Na fase mais crítica da enchente, o governo federal chegou a criar um ministério extraordinário para lidar com o tema. Houve quem especulasse falta de diálogo entre o seu governo e o do presidente Lula, o que poderia prejudicar os esforços para a reconstrução. Como está a relação entre vocês neste momento?

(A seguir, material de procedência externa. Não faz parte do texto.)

use std::sync::{Condvar, Mutex, MutexGuard};
use std::time::{Duration, Instant};

use super::{JobFailure, JobProgress, JobState, ModelArtifact, TrainingError};
use crate::image_source::ImageId;

/// Why a worker stopped before finishing.
pub(super) enum Stop {
    Cancelled,
    Failed(TrainingError),
}

impl Stop {
    pub(super) fn model(err: super::ModelError) -> Self {
        Stop::Failed(TrainingError::Model(err))
    }
}

struct ControlState {
    state: JobState,
    cancel_requested: bool,
    pause_requested: bool,
    image_removed: Option<ImageId>,
    epoch: u32,
    step: u64,
    failure: Option<JobFailure>,
    artifact: Option<ModelArtifact>,
    finished_at: Option<String>,
}

/// State shared between the orchestrator (requests) and the worker (checkpoints).
pub(super) struct JobControl {
    inner: Mutex<ControlState>,
    changed: Condvar,
    planned_epochs: u32,
}

impl JobControl {
    pub(super) fn new(planned_epochs: u32) -> Self {
        Self {
            inner: Mutex::new(ControlState {
                state: JobState::Preparing,
                cancel_requested: false,
                pause_requested: false,
                image_removed: None,
                epoch: 0,
                step: 0,
                failure: None,
                artifact: None,
                finished_at: None,
            }),
            changed: Condvar::new(),
            planned_epochs,
        }
    }

    fn lock(&self) -> MutexGuard<'_, ControlState> {
        self.inner.lock().unwrap_or_else(|err| err.into_inner())
    }

    fn wait<'a>(&self, guard: MutexGuard<'a, ControlState>) -> MutexGuard<'a, ControlState> {
        self.changed
            .wait(guard)
            .unwrap_or_else(|err| err.into_inner())
    }

    pub(super) fn state(&self) -> JobState {
        self.lock().state
    }

    pub(super) fn progress(&self) -> JobProgress {
        let inner = self.lock();
        JobProgress {
            state: inner.state,
            epoch: inner.epoch,
            step: inner.step,
            planned_epochs: self.planned_epochs,
        }
    }

    pub(super) fn failure(&self) -> Option<JobFailure> {
        self.lock().failure.clone()
    }

    pub(super) fn artifact(&self) -> Option<ModelArtifact> {
        self.lock().artifact.clone()
    }

    pub(super) fn finished_at(&self) -> Option<String> {
        self.lock().finished_at.clone()
    }

    /// Returns `false` when the job already ended.
    pub(super) fn request_cancel(&self) -> bool {
        let mut inner = self.lock();
        if inner.state.is_terminal() {
            return false;
        }
        inner.cancel_requested = true;
        drop(inner);
        self.changed.notify_all();
        true
    }

    /// Reports `Paused` at once. The worker finishes its current step, then
    /// parks at the next checkpoint or publish, whichever comes first.
    pub(super) fn request_pause(&self) -> Result<(), JobState> {
        let mut inner = self.lock();
        match inner.state {
            JobState::Paused => Ok(()),
            JobState::Running if !inner.cancel_requested => {
                inner.pause_requested = true;
                inner.state = JobState::Paused;
                drop(inner);
                self.changed.notify_all();
                Ok(())
            }
            other => Err(other),
        }
    }

    pub(super) fn request_resume(&self) -> Result<(), JobState> {
        let mut inner = self.lock();
        match inner.state {
            JobState::Running => Ok(()),
            JobState::Paused => {
                inner.pause_requested = false;
                inner.state = JobState::Running;
                drop(inner);
                self.changed.notify_all();
                Ok(())
            }
            other => Err(other),
        }
    }

    /// Returns `false` when the job already ended.
    pub(super) fn mark_image_removed(&self, image_id: &ImageId) -> bool {
        let mut inner = self.lock();
        if inner.state.is_terminal() {
            return false;
        }
        inner.image_removed = Some(image_id.clone());
        drop(inner);
        self.changed.notify_all();
        true
    }

    /// Worker-side gate: blocks while paused, fails once cancelled or invalidated.
    pub(super) fn checkpoint(&self) -> Result<(), Stop> {
        let mut inner = self.lock();
        loop {
            Self::check_live(&inner)?;
            if !inner.pause_requested {
                return Ok(());
            }
            inner = self.wait(inner);
        }
    }

    pub(super) fn begin_running(&self) -> Result<(), Stop> {
        let mut inner = self.lock();
        Self::check_live(&inner)?;
        inner.state = JobState::Running;
        drop(inner);
        self.changed.notify_all();
        Ok(())
    }

    pub(super) fn set_position(&self, epoch: u32, step: u64) {
        let mut inner = self.lock();
        inner.epoch = epoch;
        inner.step = step;
    }

    /// Run `publish` only while the job is live, waiting out a pause first.
    /// Holding the lock across the call means nothing is published once
    /// `request_cancel` or `request_pause` has returned.
    pub(super) fn publish_if_live(
        &self,
        publish: impl FnOnce() -> Result<(), Stop>,
    ) -> Result<(), Stop> {
        let mut inner = self.lock();
        loop {
            Self::check_live(&inner)?;
            if !inner.pause_requested {
                return publish();
            }
            inner = self.wait(inner);
        }
    }

    pub(super) fn finish(
        &self,
        state: JobState,
        failure: Option<JobFailure>,
        artifact: Option<ModelArtifact>,
    ) {
        let mut inner = self.lock();
        if inner.state.is_terminal() {
            return;
        }
        inner.state = state;
        inner.failure = failure;
        inner.artifact = artifact;
        inner.finished_at = Some(super::record::timestamp_now());
        inner.pause_requested = false;
        drop(inner);
        self.changed.notify_all();
    }

    pub(super) fn wait_terminal(&self) -> JobState {
        let mut inner = self.lock();
        while !inner.state.is_terminal() {
            inner = self.wait(inner);
        }
        inner.state
    }

    pub(super) fn wait_terminal_timeout(&self, timeout: Duration) -> Option<JobState> {
        let deadline = Instant::now() + timeout;
        let mut inner = self.lock();
        while !inner.state.is_terminal() {
            let now = Instant::now();
            if now >= deadline {
                return None;
            }
            inner = match self.changed.wait_timeout(inner, deadline - now) {
                Ok((guard, _)) => guard,
                Err(err) => err.into_inner().0,
            };
        }
        Some(inner.state)
    }

    fn check_live(inner: &ControlState) -> Result<(), Stop> {
        if inner.cancel_requested {
            return Err(Stop::Cancelled);
        }
        if let Some(image_id) = &inner.image_removed {
            return Err(Stop::Failed(TrainingError::ImageRemoved(image_id.clone())));
        }
        Ok(())
    }
}

#[cfg(test)]
mod tests {
    use super::*;
    use std::sync::Arc;
    use std::thread;

    #[test]
    fn pause_blocks_checkpoint_until_resume() {
        let control = Arc::new(JobControl::new(3));
        assert_eq!(control.request_pause(), Err(JobState::Preparing));
        assert!(control.begin_running().is_ok());
        control.request_pause().unwrap();
        assert_eq!(control.state(), JobState::Paused);

        let worker = {
            let control = control.clone();
            thread::spawn(move || control.checkpoint().is_ok())
        };
        thread::sleep(Duration::from_millis(20));
        assert!(!worker.is_finished());
        control.request_resume().unwrap();
        assert!(worker.join().unwrap());
        assert_eq!(control.state(), JobState::Running);
    }

    #[test]
    fn cancel_wakes_paused_worker_and_blocks_publishing() {
        let control = Arc::new(JobControl::new(1));
        control.begin_running().ok();
        control.request_pause().unwrap();
        let worker = {
            let control = control.clone();
            thread::spawn(move || matches!(control.checkpoint(), Err(Stop::Cancelled)))
        };
        assert!(control.request_cancel());
        assert!(worker.join().unwrap());

        let mut published = false;
        assert!(
            control
                .publish_if_live(|| {
                    published = true;
                    Ok(())
                })
                .is_err()
        );
        assert!(!published);

        control.finish(JobState::Cancelled, None, None);
        assert_eq!(control.wait_terminal(), JobState::Cancelled);
        assert!(!control.request_cancel());
        assert_eq!(control.request_resume(), Err(JobState::Cancelled));
    }

    #[test]
    fn paused_job_publishes_nothing_until_resume() {
        let control = Arc::new(JobControl::new(2));
        control.begin_running().ok();
        control.request_pause().unwrap();

        let (sent, received) = std::sync::mpsc::channel();
        let worker = {
            let control = control.clone();
            thread::spawn(move || {
                control.publish_if_live(|| {
                    sent.send(()).ok();
                    Ok(())
                })
            })
        };
        assert!(received.recv_timeout(Duration::from_millis(50)).is_err());
        assert_eq!(control.state(), JobState::Paused);

        control.request_resume().unwrap();
        assert!(received.recv_timeout(Duration::from_secs(10)).is_ok());
        assert!(worker.join().unwrap().is_ok());
    }

    #[test]
    fn image_removal_fails_checkpoints() {
        let control = JobControl::new(1);
        assert!(control.mark_image_removed(&ImageId::new("slide")));
        assert!(matches!(
            control.checkpoint(),
            Err(Stop::Failed(TrainingError::ImageRemoved(_)))
        ));
        assert_eq!(
            control.wait_terminal_timeout(Duration::from_millis(5)),
            None
        );
    }
}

Não posso dizer que a União não tenha feito nada pelo Rio Grande do Sul. Eles fizeram movimentos importantes, como o auxílio financeiro para as famílias atingidas, além de políticas de crédito subsidiado pelo BNDES, Pronampe, entre outros. O que incomoda é que o que foi feito não tem o alcance nem a proporção do que a propaganda do governo federal procurou dizer. Por quê? Porque optaram sempre por caminhos muito burocratizados. Dou um exemplo muito claro. Desde o início demandamos uma política de manutenção de emprego e renda aos moldes do feito na pandemia, com o benefício emergencial chamado BEm. Várias empresas foram afetadas pelas enchentes mesmo em áreas que não alagam. Por causa da interrupção da mobilidade, com estradas intransitáveis e o aeroporto Salgado Filho fechado, elas perderam clientes e fornecedores. O turismo da Serra Gaúcha foi muito afetado, por exemplo. Em vez de simplesmente pegar o que funcionou na pandemia e aplicar agora, o governo federal resolveu criar um outro programa. Anunciaram 1,2 bilhão de reais, dos quais apenas 150 milhões de reais acabaram sendo acessados. As regras criadas são muito burocráticas. Poderíamos ter conversado e definido juntos. Estamos na ponta e acompanhamos as dores da população. Fui a Brasília para tentar me reunir com o ministro Luiz Marinho [comandante da pasta do Trabalho no governo federal], mas não fui recebido. Depois, o ministro foi ao Rio Grande do Sul anunciar um programa que eles tinham criado. Um programa ruim, mal-feito e que não atingiu os objetivos. Então, por um lado eles fizeram ações, mas por caminhos mais difíceis. De outro lado, a questão da negociação da própria suspensão do pagamento da dívida foi um avanço importante, chancelado pelo Ministério da Fazendo. Mesmo aí tem regras muito complexas de serem administradas. Há uma série de restrições de uso dos recursos que tornam difícil o manejo. Muitas vezes há inseguranças sobre como aplicar os investimentos. Nós interpretamos de um jeito dos investimentos associados à calamidade, mas será o Ministério da Fazenda que vai fazer o acompanhamento dessas coisas. Esse excesso de tutela da União sobre os entes subnacionais, uma regra em todas as áreas, torna a recuperação da calamidade ainda mais dura.